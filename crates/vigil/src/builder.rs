//! Builder for configuring observers.

use std::sync::Arc;
use std::time::Duration;

use tracing::debug;

use vigil_core::{Mode, ObserverConfig, Result};
use vigil_observe::{ReportLogger, SharedSink, TracingSink};
use vigil_trace::{ChangeEventTracer, EventBus, SharedTracer};

use crate::observer::Observer;
use crate::subscriptions::Subscriptions;

/// Builder for an [`Observer`].
///
/// Tracer resolution on [`build`](Self::build):
///
/// 1. an explicit tracer from [`with_tracer`](Self::with_tracer) wins and
///    stays the caller's
/// 2. otherwise, if the config enables the event tracer, the observer owns a
///    new [`ChangeEventTracer`], registered on the bus given to
///    [`with_event_bus`](Self::with_event_bus) if there is one
/// 3. otherwise the observer starts without a tracer
pub struct ObserverBuilder {
    config: ObserverConfig,
    sink: Option<SharedSink>,
    tracer: Option<SharedTracer>,
    bus: Option<Arc<EventBus>>,
}

impl ObserverBuilder {
    /// Create a builder with default configuration.
    pub fn new() -> Self {
        Self::from_config(ObserverConfig::default())
    }

    /// Create a builder from a configuration.
    pub fn from_config(config: ObserverConfig) -> Self {
        Self {
            config,
            sink: None,
            tracer: None,
            bus: None,
        }
    }

    /// Set the mode.
    pub fn with_mode(mut self, mode: Mode) -> Self {
        self.config = self.config.with_mode(mode);
        self
    }

    /// Set the log sink. Defaults to a [`TracingSink`].
    pub fn with_sink(mut self, sink: SharedSink) -> Self {
        self.sink = Some(sink);
        self
    }

    /// Attach an explicit tracer.
    pub fn with_tracer(mut self, tracer: SharedTracer) -> Self {
        self.tracer = Some(tracer);
        self
    }

    /// Set the bus the default tracer listens on.
    pub fn with_event_bus(mut self, bus: Arc<EventBus>) -> Self {
        self.bus = Some(bus);
        self
    }

    /// Set the default observation timeout.
    pub fn with_default_timeout(mut self, timeout: Duration) -> Self {
        self.config = self.config.with_default_timeout(timeout);
        self
    }

    /// Do not create a default tracer.
    pub fn without_event_tracer(mut self) -> Self {
        self.config = self.config.with_event_tracer(false);
        self
    }

    /// Build the observer.
    pub fn build(self) -> Result<Observer> {
        self.config.validate()?;

        let sink = self
            .sink
            .unwrap_or_else(|| Arc::new(TracingSink::new()) as SharedSink);

        let subscriptions = |logger: ReportLogger| match (self.tracer, self.config.use_event_tracer) {
            (Some(tracer), _) => Subscriptions::with_tracer(logger, Some(tracer)),
            (None, true) => {
                debug!(on_bus = self.bus.is_some(), "Creating default change event tracer");
                let tracer: SharedTracer = match &self.bus {
                    Some(bus) => ChangeEventTracer::on_bus(bus),
                    None => Arc::new(ChangeEventTracer::new()),
                };
                Subscriptions::with_owned_tracer(logger, tracer)
            }
            (None, false) => Subscriptions::new(logger),
        };

        Ok(Observer::from_parts(
            self.config.mode,
            sink,
            self.config.default_timeout(),
            subscriptions,
        ))
    }
}

impl Default for ObserverBuilder {
    fn default() -> Self {
        Self::new()
    }
}

#[cfg(test)]
mod tests {
    use vigil_observe::CollectingSink;
    use vigil_trace::{DevState, TracerError};

    use super::*;

    #[test]
    fn test_builder_defaults_without_bus() {
        let observer = ObserverBuilder::new()
            .with_sink(Arc::new(CollectingSink::default()))
            .build()
            .unwrap();

        assert!(observer.has_tracer());
        assert!(observer.subscriptions().owns_tracer());
        observer.subscribe("test/device/1", "state").unwrap();
    }

    #[test]
    fn test_builder_default_tracer_on_bus() {
        let bus = EventBus::shared();
        let observer = ObserverBuilder::new()
            .with_event_bus(Arc::clone(&bus))
            .with_sink(Arc::new(CollectingSink::default()))
            .build()
            .unwrap();

        assert!(observer.has_tracer());
        assert!(observer.subscriptions().owns_tracer());
        assert_eq!(bus.listener_count(), 1);
        assert_eq!(observer.mode(), Mode::Reporting);
        assert_eq!(observer.default_timeout(), Duration::from_secs(1));
    }

    #[test]
    fn test_builder_without_event_tracer() {
        let observer = ObserverBuilder::new()
            .with_mode(Mode::Asserting)
            .without_event_tracer()
            .with_sink(Arc::new(CollectingSink::default()))
            .build()
            .unwrap();

        assert!(!observer.has_tracer());
        assert_eq!(observer.mode(), Mode::Asserting);
    }

    #[test]
    fn test_owned_tracer_reset_on_drop() {
        let bus = EventBus::shared();
        let observer = ObserverBuilder::new()
            .with_event_bus(Arc::clone(&bus))
            .with_sink(Arc::new(CollectingSink::default()))
            .build()
            .unwrap();
        observer.subscribe("test/device/1", "state").unwrap();
        let tracer = Arc::clone(observer.tracer().unwrap());

        drop(observer);

        let result =
            tracer.wait_for_change("test/device/1", "state", &DevState::On.into(), Duration::ZERO);
        assert!(matches!(result, Err(TracerError::NotSubscribed { .. })));
    }

    #[test]
    fn test_builder_explicit_tracer_wins() {
        let tracer = Arc::new(ChangeEventTracer::new());
        let observer = ObserverBuilder::from_config(ObserverConfig::asserting())
            .with_tracer(tracer.clone())
            .with_default_timeout(Duration::from_millis(250))
            .with_sink(Arc::new(CollectingSink::default()))
            .build()
            .unwrap();

        assert!(observer.has_tracer());
        assert!(!observer.subscriptions().owns_tracer());
        assert_eq!(observer.default_timeout(), Duration::from_millis(250));

        observer.subscribe("test/device/1", "state").unwrap();
        drop(observer);
        assert!(tracer.is_subscribed("test/device/1", "state"));
    }

    #[test]
    fn test_builder_rejects_zero_timeout() {
        let err = ObserverBuilder::new()
            .without_event_tracer()
            .with_default_timeout(Duration::ZERO)
            .build()
            .unwrap_err();
        assert!(matches!(err, vigil_core::ObserverError::InvalidConfig(_)));
    }
}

__________________________________________________

Every record above is to be copied out again exactly as written.

filename crates/vigil/src/builder.rs
//! Builder for configuring observers.

use std::sync::Arc;
use std::time::Duration;

use tracing::debug;

use vigil_core::{Mode, ObserverConfig, Result};
use vigil_observe::{ReportLogger, SharedSink, TracingSink};
use vigil_trace::{ChangeEventTracer, EventBus, SharedTracer};

use crate::observer::Observer;
use crate::subscriptions::Subscriptions;

/// Builder for an [`Observer`].
///
/// Tracer resolution on [`build`](Self::build):
///
/// 1. an explicit tracer from [`with_tracer`](Self::with_tracer) wins and
///    stays the caller's
/// 2. otherwise, if the config enables the event tracer, the observer owns a
///    new [`ChangeEventTracer`], registered on the bus given to
///    [`with_event_bus`](Self::with_event_bus) if there is one
/// 3. otherwise the observer starts without a tracer
pub struct ObserverBuilder {
    config: ObserverConfig,
    sink: Option<SharedSink>,
    tracer: Option<SharedTracer>,
    bus: Option<Arc<EventBus>>,
}

impl ObserverBuilder {
    /// Create a builder with default configuration.
    pub fn new() -> Self {
        Self::from_config(ObserverConfig::default())
    }

    /// Create a builder from a configuration.
    pub fn from_config(config: ObserverConfig) -> Self {
        Self {
            config,
            sink: None,
            tracer: None,
            bus: None,
        }
    }

    /// Set the mode.
    pub fn with_mode(mut self, mode: Mode) -> Self {
        self.config = self.config.with_mode(mode);
        self
    }

    /// Set the log sink. Defaults to a [`TracingSink`].
    pub fn with_sink(mut self, sink: SharedSink) -> Self {
        self.sink = Some(sink);
        self
    }

    /// Attach an explicit tracer.
    pub fn with_tracer(mut self, tracer: SharedTracer) -> Self {
        self.tracer = Some(tracer);
        self
    }

    /// Set the bus the default tracer listens on.
    pub fn with_event_bus(mut self, bus: Arc<EventBus>) -> Self {
        self.bus = Some(bus);
        self
    }

    /// Set the default observation timeout.
    pub fn with_default_timeout(mut self, timeout: Duration) -> Self {
        self.config = self.config.with_default_timeout(timeout);
        self
    }

    /// Do not create a default tracer.
    pub fn without_event_tracer(mut self) -> Self {
        self.config = self.config.with_event_tracer(false);
        self
    }

    /// Build the observer.
    pub fn build(self) -> Result<Observer> {
        self.config.validate()?;

        let sink = self
            .sink
            .unwrap_or_else(|| Arc::new(TracingSink::new()) as SharedSink);

        let subscriptions = |logger: ReportLogger| match (self.tracer, self.config.use_event_tracer) {
            (Some(tracer), _) => Subscriptions::with_tracer(logger, Some(tracer)),
            (None, true) => {
                debug!(on_bus = self.bus.is_some(), "Creating default change event tracer");
                let tracer: SharedTracer = match &self.bus {
                    Some(bus) => ChangeEventTracer::on_bus(bus),
                    None => Arc::new(ChangeEventTracer::new()),
                };
                Subscriptions::with_owned_tracer(logger, tracer)
            }
            (None, false) => Subscriptions::new(logger),
        };

        Ok(Observer::from_parts(
            self.config.mode,
            sink,
            self.config.default_timeout(),
            subscriptions,
        ))
    }
}

impl Default for ObserverBuilder {
    fn default() -> Self {
        Self::new()
    }
}

#[cfg(test)]
mod tests {
    use vigil_observe::CollectingSink;
    use vigil_trace::{DevState, TracerError};

    use super::*;

    #[test]
    fn test_builder_defaults_without_bus() {
        let observer = ObserverBuilder::new()
            .with_sink(Arc::new(CollectingSink::default()))
            .build()
            .unwrap();

        assert!(observer.has_tracer());
        assert!(observer.subscriptions().owns_tracer());
        observer.subscribe("test/device/1", "state").unwrap();
    }

    #[test]
    fn test_builder_default_tracer_on_bus() {
        let bus = EventBus::shared();
        let observer = ObserverBuilder::new()
            .with_event_bus(Arc::clone(&bus))
            .with_sink(Arc::new(CollectingSink::default()))
            .build()
            .unwrap();

        assert!(observer.has_tracer());
        assert!(observer.subscriptions().owns_tracer());
        assert_eq!(bus.listener_count(), 1);
        assert_eq!(observer.mode(), Mode::Reporting);
        assert_eq!(observer.default_timeout(), Duration::from_secs(1));
    }

    #[test]
    fn test_builder_without_event_tracer() {
        let observer = ObserverBuilder::new()
            .with_mode(Mode::Asserting)
            .without_event_tracer()
            .with_sink(Arc::new(CollectingSink::default()))
            .build()
            .unwrap();

        assert!(!observer.has_tracer());
        assert_eq!(observer.mode(), Mode::Asserting);
    }

    #[test]
    fn test_owned_tracer_reset_on_drop() {
        let bus = EventBus::shared();
        let observer = ObserverBuilder::new()
            .with_event_bus(Arc::clone(&bus))
            .with_sink(Arc::new(CollectingSink::default()))
            .build()
            .unwrap();
        observer.subscribe("test/device/1", "state").unwrap();
        let tracer = Arc::clone(observer.tracer().unwrap());

        drop(observer);

        let result =
            tracer.wait_for_change("test/device/1", "state", &DevState::On.into(), Duration::ZERO);
        assert!(matches!(result, Err(TracerError::NotSubscribed { .. })));
    }

    #[test]
    fn test_builder_explicit_tracer_wins() {
        let tracer = Arc::new(ChangeEventTracer::new());
        let observer = ObserverBuilder::from_config(ObserverConfig::asserting())
            .with_tracer(tracer.clone())
            .with_default_timeout(Duration::from_millis(250))
            .with_sink(Arc::new(CollectingSink::default()))
            .build()
            .unwrap();

        assert!(observer.has_tracer());
        assert!(!observer.subscriptions().owns_tracer());
        assert_eq!(observer.default_timeout(), Duration::from_millis(250));

        observer.subscribe("test/device/1", "state").unwrap();
        drop(observer);
        assert!(tracer.is_subscribed("test/device/1", "state"));
    }

    #[test]
    fn test_builder_rejects_zero_timeout() {
        let err = ObserverBuilder::new()
            .without_event_tracer()
            .with_default_timeout(Duration::ZERO)
            .build()
            .unwrap_err();
        assert!(matches!(err, vigil_core::ObserverError::InvalidConfig(_)));
    }
}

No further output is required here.